- [What is expected]:
Starting with the line containing "let expense = ExpenseRecord" and going on through the line containing "for monto in", return the lines of the data below exactly, and only those.

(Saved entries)
· · · ·

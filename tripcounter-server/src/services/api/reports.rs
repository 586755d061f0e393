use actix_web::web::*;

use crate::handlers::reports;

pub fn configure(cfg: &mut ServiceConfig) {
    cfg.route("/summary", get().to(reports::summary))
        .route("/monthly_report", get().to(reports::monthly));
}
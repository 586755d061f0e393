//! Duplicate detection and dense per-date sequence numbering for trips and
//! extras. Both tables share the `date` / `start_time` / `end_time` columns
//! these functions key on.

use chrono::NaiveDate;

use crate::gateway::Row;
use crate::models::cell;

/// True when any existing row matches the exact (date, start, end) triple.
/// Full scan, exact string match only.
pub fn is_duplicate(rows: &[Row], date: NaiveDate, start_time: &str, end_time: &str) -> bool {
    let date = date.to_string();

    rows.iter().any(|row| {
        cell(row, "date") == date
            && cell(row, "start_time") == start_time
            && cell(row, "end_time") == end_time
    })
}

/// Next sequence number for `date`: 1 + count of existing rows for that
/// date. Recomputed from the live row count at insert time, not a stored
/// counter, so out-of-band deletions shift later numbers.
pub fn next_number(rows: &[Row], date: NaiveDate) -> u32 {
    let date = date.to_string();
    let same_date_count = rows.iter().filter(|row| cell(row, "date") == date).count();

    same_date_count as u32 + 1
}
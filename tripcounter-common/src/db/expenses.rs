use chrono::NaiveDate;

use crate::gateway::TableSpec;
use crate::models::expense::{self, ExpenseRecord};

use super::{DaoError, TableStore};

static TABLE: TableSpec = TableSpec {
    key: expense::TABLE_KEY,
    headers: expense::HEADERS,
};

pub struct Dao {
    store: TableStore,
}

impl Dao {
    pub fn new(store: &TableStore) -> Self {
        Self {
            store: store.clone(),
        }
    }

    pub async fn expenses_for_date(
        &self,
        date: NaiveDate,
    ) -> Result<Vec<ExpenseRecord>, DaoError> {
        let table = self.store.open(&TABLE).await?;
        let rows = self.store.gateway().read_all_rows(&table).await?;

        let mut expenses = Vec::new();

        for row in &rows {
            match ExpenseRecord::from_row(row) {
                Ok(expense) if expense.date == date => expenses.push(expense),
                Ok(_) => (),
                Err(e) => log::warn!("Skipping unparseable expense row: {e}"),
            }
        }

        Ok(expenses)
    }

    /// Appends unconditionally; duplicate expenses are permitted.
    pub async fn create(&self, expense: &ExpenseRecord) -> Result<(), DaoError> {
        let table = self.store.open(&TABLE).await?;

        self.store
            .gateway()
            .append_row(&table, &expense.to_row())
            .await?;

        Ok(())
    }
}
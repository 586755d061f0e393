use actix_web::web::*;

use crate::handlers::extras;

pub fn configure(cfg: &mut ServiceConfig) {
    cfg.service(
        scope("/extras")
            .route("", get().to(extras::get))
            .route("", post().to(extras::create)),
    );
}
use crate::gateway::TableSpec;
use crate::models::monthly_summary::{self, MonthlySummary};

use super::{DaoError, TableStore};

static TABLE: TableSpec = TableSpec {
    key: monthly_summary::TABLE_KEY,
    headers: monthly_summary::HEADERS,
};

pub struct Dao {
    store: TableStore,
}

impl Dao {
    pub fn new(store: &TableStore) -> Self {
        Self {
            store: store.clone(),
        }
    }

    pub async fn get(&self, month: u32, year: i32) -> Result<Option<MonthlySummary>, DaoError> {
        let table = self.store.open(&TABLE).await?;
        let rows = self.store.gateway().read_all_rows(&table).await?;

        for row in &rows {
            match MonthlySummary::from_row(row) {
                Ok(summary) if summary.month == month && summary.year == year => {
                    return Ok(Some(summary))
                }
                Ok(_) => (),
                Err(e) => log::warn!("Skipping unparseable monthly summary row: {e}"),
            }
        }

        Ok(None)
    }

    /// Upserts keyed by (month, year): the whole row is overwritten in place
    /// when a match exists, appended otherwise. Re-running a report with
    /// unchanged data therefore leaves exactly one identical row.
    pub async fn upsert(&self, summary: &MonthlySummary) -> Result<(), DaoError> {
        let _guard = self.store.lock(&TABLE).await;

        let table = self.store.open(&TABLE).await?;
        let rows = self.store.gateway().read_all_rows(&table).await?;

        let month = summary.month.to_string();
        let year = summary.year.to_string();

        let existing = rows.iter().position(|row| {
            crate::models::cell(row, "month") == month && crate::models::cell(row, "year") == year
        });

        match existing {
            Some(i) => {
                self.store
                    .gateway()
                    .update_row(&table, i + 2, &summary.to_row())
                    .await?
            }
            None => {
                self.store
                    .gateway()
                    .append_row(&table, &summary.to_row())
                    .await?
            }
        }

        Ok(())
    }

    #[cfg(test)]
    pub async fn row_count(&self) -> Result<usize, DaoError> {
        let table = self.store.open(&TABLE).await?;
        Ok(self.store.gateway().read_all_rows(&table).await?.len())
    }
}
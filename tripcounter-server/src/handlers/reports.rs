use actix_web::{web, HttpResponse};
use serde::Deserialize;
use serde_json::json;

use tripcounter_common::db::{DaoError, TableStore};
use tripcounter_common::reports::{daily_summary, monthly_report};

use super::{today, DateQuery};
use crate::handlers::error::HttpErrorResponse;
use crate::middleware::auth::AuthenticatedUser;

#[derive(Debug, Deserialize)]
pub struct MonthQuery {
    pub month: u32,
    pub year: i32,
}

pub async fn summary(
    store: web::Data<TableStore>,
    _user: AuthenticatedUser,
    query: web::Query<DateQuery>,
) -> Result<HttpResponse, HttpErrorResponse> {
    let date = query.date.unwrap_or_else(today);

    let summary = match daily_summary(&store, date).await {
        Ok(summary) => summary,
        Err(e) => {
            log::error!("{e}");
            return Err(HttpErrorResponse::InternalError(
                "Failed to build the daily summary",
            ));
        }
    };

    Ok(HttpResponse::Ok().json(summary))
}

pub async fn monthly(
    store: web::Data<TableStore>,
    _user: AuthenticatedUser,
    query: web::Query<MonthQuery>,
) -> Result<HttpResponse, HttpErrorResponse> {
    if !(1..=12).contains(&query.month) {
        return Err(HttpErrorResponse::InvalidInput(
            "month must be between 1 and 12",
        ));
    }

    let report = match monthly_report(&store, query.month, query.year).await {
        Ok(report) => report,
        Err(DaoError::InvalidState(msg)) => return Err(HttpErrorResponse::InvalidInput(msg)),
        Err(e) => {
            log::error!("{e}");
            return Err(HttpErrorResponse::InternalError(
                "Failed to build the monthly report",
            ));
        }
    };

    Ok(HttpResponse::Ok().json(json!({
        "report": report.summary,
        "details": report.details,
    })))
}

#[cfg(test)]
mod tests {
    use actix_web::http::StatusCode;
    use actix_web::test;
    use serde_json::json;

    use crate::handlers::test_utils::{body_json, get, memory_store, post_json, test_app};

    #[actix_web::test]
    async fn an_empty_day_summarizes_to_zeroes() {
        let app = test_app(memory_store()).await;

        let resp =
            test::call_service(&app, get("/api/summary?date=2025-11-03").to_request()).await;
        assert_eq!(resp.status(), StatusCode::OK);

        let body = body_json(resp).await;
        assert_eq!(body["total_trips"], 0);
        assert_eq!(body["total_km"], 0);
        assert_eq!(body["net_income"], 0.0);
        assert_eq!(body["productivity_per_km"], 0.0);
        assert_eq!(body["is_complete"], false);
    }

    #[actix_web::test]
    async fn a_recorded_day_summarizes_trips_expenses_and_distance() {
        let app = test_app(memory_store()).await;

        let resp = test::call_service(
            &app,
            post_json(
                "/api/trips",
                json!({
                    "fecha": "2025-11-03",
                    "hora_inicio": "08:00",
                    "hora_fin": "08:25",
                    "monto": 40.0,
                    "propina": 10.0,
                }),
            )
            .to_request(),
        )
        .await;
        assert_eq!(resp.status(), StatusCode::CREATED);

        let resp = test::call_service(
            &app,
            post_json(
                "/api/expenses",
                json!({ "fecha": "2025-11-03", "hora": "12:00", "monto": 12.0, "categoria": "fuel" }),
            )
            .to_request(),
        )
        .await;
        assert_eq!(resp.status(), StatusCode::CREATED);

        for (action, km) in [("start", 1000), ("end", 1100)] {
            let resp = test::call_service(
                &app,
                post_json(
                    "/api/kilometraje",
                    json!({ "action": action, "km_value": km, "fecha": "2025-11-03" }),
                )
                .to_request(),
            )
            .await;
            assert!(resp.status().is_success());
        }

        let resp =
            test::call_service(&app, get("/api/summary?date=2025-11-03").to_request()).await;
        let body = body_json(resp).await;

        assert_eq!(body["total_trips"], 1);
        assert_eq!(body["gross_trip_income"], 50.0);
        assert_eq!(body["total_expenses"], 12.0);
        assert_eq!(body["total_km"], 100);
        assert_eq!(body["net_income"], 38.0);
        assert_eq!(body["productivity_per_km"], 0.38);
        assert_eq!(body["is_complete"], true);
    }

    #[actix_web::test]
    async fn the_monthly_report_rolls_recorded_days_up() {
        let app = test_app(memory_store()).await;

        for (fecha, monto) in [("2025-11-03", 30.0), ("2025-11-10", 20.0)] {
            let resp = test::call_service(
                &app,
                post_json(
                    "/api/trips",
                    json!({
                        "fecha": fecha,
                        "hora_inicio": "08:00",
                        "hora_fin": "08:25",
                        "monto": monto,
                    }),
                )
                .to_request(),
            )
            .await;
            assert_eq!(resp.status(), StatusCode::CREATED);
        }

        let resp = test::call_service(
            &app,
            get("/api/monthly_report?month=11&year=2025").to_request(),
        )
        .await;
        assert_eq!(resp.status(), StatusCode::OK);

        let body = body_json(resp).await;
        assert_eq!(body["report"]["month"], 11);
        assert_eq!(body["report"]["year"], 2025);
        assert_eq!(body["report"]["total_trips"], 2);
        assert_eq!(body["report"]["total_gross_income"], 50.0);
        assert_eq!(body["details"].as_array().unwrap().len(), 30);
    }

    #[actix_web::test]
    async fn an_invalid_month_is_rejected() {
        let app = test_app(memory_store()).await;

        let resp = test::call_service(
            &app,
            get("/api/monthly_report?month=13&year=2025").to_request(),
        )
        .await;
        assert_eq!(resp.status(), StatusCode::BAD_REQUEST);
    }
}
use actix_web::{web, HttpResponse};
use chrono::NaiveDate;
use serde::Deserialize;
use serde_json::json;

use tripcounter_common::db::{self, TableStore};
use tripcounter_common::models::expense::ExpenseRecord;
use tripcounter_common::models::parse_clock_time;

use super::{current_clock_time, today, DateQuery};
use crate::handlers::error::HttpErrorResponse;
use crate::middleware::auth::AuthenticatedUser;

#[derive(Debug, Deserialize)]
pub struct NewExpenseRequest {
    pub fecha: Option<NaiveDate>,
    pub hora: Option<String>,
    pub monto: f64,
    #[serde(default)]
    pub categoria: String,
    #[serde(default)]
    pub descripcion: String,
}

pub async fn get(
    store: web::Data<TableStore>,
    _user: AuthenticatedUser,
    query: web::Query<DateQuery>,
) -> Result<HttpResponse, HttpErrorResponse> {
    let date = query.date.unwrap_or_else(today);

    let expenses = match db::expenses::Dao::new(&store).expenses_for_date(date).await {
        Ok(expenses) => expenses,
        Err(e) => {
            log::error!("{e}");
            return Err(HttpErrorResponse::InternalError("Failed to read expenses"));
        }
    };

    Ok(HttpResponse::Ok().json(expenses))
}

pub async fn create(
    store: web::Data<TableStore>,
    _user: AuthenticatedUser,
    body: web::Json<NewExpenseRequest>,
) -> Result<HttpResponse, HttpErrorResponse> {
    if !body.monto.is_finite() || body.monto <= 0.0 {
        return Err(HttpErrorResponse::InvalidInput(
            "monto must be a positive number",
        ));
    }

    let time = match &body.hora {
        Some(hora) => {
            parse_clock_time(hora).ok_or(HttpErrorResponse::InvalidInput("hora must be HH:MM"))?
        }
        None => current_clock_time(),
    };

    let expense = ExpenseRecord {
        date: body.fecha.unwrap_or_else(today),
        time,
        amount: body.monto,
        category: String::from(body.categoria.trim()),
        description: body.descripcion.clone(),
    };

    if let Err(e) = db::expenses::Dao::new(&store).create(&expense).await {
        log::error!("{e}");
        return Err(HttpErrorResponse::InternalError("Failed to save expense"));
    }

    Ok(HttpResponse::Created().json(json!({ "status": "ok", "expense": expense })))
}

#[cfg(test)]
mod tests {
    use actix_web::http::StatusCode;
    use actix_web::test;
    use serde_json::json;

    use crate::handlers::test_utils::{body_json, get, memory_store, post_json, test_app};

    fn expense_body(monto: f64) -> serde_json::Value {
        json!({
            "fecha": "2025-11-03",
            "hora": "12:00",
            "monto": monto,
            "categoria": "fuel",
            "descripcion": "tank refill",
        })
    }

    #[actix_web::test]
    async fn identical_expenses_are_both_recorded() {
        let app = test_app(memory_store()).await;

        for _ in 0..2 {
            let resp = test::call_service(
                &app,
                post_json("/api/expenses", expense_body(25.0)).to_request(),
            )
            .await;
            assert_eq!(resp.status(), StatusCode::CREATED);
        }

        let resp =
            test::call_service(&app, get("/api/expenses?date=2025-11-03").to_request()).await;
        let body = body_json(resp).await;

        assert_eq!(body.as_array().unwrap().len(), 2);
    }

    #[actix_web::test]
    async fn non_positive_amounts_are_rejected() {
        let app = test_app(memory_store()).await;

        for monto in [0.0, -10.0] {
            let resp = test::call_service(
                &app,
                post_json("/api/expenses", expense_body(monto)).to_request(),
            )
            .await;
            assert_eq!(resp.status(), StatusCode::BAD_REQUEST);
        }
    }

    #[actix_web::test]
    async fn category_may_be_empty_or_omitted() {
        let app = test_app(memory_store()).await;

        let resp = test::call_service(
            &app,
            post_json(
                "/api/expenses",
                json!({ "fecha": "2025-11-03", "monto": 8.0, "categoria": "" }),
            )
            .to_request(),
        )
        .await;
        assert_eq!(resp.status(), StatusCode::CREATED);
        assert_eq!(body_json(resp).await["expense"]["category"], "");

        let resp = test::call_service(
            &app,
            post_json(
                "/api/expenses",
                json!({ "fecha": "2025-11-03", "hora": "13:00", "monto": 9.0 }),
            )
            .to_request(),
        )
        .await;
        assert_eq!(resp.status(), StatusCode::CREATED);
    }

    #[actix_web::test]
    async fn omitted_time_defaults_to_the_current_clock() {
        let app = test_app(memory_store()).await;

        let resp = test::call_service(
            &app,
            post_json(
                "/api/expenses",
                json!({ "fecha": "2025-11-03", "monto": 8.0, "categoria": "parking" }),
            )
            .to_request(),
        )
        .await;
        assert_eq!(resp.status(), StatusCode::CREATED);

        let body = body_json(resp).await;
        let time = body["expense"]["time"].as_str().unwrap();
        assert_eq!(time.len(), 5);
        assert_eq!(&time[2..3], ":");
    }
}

· · · ·

- [Solution to this exercise]:
    let expense = ExpenseRecord {
        date: body.fecha.unwrap_or_else(today),
        time,
        amount: body.monto,
        category: String::from(body.categoria.trim()),
        description: body.descripcion.clone(),
    };

    if let Err(e) = db::expenses::Dao::new(&store).create(&expense).await {
        log::error!("{e}");
        return Err(HttpErrorResponse::InternalError("Failed to save expense"));
    }

    Ok(HttpResponse::Created().json(json!({ "status": "ok", "expense": expense })))
}

#[cfg(test)]
mod tests {
    use actix_web::http::StatusCode;
    use actix_web::test;
    use serde_json::json;

    use crate::handlers::test_utils::{body_json, get, memory_store, post_json, test_app};

    fn expense_body(monto: f64) -> serde_json::Value {
        json!({
            "fecha": "2025-11-03",
            "hora": "12:00",
            "monto": monto,
            "categoria": "fuel",
            "descripcion": "tank refill",
        })
    }

    #[actix_web::test]
    async fn identical_expenses_are_both_recorded() {
        let app = test_app(memory_store()).await;

        for _ in 0..2 {
            let resp = test::call_service(
                &app,
                post_json("/api/expenses", expense_body(25.0)).to_request(),
            )
            .await;
            assert_eq!(resp.status(), StatusCode::CREATED);
        }

        let resp =
            test::call_service(&app, get("/api/expenses?date=2025-11-03").to_request()).await;
        let body = body_json(resp).await;

        assert_eq!(body.as_array().unwrap().len(), 2);
    }

    #[actix_web::test]
    async fn non_positive_amounts_are_rejected() {
        let app = test_app(memory_store()).await;

        for monto in [0.0, -10.0] {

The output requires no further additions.